> _AVAILABLE DATA_
════

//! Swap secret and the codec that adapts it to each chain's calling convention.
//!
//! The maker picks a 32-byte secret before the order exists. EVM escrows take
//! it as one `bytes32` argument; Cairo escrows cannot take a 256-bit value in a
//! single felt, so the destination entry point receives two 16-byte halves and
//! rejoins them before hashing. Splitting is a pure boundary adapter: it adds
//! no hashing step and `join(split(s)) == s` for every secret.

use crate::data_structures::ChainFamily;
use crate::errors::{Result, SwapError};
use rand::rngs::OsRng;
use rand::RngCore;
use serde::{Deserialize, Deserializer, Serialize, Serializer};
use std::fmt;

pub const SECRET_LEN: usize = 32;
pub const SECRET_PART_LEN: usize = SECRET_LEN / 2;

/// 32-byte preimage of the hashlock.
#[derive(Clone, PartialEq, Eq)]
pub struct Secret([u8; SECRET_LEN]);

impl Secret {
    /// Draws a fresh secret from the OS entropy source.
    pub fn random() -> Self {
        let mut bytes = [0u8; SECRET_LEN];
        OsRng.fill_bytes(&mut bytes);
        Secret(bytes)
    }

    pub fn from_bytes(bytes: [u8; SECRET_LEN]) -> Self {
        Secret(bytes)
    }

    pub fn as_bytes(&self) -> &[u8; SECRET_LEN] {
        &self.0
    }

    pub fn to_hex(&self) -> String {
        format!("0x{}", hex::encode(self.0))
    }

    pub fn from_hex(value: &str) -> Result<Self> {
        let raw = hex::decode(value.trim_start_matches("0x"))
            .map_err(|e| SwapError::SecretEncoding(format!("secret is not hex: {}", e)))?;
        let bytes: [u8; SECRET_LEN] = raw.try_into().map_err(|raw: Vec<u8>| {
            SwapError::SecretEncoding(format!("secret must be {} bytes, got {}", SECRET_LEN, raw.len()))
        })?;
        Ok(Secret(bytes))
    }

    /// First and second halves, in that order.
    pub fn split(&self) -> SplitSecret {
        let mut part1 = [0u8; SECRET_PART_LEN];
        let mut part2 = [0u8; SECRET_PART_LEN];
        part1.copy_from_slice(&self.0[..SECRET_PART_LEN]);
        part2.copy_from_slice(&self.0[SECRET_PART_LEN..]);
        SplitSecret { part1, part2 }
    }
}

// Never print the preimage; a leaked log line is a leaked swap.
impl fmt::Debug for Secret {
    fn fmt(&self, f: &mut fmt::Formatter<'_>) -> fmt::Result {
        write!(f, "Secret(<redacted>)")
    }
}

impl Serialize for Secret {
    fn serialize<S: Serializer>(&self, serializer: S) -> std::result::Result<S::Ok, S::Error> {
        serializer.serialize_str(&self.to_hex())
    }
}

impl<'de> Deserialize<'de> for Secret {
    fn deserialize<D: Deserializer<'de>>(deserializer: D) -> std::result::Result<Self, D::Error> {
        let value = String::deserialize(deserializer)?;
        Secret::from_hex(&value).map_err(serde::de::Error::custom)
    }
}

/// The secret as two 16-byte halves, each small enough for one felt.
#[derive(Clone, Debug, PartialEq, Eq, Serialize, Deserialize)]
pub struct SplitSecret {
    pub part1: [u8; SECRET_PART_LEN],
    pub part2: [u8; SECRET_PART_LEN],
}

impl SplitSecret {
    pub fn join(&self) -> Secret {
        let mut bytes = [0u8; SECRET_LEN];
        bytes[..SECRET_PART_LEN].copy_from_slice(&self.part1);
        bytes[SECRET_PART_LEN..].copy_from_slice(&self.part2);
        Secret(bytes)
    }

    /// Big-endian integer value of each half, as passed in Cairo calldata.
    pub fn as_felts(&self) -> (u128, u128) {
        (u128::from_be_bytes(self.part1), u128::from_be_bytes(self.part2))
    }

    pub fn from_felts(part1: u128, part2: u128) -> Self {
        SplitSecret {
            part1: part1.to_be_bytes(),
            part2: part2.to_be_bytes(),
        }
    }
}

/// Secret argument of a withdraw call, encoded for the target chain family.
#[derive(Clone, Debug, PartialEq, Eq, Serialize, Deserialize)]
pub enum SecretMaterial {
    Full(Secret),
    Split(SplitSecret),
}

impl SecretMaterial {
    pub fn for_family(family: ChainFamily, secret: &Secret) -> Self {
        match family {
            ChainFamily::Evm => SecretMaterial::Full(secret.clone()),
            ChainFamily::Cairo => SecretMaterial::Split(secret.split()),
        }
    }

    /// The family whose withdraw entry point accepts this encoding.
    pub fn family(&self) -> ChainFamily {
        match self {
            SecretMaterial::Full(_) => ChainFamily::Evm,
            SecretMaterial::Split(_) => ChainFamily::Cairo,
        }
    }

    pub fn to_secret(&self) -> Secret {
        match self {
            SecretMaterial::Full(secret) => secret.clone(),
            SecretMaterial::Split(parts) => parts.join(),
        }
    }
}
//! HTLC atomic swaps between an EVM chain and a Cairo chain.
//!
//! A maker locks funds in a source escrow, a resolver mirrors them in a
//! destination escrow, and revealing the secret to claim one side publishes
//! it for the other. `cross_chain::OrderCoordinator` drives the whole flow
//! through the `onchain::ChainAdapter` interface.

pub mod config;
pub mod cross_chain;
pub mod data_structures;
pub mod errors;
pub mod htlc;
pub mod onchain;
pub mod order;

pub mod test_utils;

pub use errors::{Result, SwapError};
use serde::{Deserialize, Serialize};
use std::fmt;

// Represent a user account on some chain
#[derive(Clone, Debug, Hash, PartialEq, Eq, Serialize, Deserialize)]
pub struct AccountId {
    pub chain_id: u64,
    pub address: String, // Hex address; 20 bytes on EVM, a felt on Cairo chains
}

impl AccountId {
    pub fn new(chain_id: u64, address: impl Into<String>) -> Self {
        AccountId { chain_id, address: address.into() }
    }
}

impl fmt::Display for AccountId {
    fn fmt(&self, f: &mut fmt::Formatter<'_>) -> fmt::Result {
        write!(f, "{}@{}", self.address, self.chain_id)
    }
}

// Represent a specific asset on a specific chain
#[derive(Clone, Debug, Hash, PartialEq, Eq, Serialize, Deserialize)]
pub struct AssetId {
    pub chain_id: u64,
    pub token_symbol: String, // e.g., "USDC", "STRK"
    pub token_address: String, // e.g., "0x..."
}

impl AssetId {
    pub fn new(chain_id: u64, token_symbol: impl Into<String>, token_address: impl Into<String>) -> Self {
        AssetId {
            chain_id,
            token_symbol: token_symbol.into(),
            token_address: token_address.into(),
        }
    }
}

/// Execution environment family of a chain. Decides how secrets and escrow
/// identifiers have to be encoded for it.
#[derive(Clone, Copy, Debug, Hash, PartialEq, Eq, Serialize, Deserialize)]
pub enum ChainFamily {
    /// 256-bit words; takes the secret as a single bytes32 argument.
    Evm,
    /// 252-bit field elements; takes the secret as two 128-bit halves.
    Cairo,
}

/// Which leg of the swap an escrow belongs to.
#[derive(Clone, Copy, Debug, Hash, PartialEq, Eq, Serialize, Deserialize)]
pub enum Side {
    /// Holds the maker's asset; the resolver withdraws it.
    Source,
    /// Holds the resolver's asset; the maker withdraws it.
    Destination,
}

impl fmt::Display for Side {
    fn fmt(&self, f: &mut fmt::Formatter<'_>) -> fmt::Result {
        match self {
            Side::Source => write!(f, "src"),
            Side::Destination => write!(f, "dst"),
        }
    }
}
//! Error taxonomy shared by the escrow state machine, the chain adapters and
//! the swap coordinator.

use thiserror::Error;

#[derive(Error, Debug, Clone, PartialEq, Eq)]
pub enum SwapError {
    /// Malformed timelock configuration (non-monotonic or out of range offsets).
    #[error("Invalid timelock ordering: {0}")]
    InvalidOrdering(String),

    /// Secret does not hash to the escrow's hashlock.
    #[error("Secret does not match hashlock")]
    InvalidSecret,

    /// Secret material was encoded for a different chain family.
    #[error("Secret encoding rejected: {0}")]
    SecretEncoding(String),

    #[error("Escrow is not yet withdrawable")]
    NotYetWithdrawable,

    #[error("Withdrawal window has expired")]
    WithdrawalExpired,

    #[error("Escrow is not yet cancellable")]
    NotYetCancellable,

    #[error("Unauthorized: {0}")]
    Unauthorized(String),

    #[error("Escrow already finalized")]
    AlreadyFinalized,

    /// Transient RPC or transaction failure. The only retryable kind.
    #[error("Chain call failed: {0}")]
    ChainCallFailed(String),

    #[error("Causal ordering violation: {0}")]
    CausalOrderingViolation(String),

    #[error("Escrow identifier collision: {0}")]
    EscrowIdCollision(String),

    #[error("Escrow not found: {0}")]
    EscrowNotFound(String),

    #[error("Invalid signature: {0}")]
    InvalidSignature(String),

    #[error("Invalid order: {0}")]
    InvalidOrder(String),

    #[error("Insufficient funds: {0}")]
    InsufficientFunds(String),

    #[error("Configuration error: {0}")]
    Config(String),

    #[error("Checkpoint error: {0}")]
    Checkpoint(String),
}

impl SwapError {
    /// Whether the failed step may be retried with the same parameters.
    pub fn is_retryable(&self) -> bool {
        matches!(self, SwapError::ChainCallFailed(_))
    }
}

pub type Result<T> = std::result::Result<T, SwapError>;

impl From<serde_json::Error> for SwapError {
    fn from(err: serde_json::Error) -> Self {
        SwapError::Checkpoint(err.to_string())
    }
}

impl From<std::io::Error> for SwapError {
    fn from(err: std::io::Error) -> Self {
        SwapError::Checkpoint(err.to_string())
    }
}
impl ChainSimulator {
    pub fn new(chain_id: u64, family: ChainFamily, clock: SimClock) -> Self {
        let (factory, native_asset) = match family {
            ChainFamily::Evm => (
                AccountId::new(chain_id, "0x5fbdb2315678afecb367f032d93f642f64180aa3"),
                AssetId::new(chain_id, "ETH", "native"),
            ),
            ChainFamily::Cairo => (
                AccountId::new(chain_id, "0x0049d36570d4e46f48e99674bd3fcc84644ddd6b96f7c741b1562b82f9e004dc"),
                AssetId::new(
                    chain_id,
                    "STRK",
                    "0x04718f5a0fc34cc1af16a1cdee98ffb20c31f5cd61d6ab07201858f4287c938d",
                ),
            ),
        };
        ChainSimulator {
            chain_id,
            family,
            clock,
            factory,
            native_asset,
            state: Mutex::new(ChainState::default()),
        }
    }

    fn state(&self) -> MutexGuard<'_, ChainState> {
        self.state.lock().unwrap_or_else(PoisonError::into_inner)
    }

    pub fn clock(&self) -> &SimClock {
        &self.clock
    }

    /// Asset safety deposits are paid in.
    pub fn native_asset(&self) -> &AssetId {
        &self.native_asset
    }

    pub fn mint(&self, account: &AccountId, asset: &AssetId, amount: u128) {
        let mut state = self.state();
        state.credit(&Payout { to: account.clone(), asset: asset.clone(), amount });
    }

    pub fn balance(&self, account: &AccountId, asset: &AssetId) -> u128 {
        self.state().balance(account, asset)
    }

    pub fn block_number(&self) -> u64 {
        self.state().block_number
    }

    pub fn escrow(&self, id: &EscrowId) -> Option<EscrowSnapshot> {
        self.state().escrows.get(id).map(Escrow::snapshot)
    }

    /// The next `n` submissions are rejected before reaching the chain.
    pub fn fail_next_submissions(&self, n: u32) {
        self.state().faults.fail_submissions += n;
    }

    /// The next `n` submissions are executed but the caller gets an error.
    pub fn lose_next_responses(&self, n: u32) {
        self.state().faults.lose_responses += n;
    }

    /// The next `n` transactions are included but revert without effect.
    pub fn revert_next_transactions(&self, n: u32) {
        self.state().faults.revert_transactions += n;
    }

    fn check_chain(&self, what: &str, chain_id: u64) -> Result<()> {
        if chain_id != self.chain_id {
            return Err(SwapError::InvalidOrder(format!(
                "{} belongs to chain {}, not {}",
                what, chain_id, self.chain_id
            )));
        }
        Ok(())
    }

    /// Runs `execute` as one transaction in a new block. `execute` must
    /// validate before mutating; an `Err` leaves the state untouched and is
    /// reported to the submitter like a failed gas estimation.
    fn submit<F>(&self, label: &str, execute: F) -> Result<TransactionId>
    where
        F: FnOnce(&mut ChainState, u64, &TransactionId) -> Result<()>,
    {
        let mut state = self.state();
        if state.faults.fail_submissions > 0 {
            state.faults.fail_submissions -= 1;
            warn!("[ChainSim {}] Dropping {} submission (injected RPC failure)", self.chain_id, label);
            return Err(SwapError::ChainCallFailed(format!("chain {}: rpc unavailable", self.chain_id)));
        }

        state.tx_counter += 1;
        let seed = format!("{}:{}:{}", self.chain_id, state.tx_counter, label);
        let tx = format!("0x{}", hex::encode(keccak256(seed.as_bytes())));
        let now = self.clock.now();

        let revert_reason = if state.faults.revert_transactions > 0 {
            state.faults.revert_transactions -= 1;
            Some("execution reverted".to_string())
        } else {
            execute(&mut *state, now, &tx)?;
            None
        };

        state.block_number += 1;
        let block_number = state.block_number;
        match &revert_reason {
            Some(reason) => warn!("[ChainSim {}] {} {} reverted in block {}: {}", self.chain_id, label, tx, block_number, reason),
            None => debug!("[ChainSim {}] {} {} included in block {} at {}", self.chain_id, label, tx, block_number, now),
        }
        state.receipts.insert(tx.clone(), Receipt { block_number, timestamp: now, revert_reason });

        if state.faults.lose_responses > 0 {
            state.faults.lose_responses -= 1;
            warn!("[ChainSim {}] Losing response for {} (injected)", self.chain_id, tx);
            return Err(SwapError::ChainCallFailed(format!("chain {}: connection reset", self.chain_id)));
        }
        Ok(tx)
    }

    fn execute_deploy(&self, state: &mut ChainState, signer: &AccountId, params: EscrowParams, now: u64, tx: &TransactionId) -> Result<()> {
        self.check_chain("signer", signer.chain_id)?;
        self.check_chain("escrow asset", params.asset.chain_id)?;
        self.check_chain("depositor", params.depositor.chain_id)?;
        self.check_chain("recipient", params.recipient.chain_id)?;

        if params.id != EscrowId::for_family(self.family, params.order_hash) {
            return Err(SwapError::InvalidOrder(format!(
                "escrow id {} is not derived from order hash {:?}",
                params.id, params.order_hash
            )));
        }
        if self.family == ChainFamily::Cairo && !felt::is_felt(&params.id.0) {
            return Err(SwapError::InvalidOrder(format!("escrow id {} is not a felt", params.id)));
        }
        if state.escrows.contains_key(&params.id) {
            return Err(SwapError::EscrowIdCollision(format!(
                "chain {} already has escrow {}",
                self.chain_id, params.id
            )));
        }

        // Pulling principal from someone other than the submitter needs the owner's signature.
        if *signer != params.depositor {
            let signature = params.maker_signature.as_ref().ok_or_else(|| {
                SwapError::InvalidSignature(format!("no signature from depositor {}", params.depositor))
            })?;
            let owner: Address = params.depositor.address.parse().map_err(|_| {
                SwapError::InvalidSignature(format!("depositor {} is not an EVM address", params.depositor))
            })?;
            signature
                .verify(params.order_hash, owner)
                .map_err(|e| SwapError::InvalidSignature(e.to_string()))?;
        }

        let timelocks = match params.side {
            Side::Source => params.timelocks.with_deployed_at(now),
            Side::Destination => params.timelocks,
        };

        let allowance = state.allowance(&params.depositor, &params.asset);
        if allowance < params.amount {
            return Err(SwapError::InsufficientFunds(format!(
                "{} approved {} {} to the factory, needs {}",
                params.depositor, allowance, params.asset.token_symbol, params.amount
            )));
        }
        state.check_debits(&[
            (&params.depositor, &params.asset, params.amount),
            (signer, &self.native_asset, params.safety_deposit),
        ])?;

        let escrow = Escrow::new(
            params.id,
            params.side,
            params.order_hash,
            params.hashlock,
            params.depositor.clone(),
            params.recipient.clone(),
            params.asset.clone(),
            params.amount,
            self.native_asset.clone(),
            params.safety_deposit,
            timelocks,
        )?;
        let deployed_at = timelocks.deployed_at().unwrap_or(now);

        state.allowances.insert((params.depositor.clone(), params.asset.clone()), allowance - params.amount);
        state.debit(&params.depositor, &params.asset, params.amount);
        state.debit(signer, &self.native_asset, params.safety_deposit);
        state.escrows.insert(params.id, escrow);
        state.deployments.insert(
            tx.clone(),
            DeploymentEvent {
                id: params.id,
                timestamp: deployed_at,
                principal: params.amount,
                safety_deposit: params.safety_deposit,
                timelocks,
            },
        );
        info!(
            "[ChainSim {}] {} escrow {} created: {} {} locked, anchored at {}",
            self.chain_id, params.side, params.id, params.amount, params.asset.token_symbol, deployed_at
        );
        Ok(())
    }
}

════

Every line in the data that holds "SecretMaterial" should be copied out.

pub enum SecretMaterial {
impl SecretMaterial {
            ChainFamily::Evm => SecretMaterial::Full(secret.clone()),
            ChainFamily::Cairo => SecretMaterial::Split(secret.split()),
            SecretMaterial::Full(_) => ChainFamily::Evm,
            SecretMaterial::Split(_) => ChainFamily::Cairo,
            SecretMaterial::Full(secret) => secret.clone(),
            SecretMaterial::Split(parts) => parts.join(),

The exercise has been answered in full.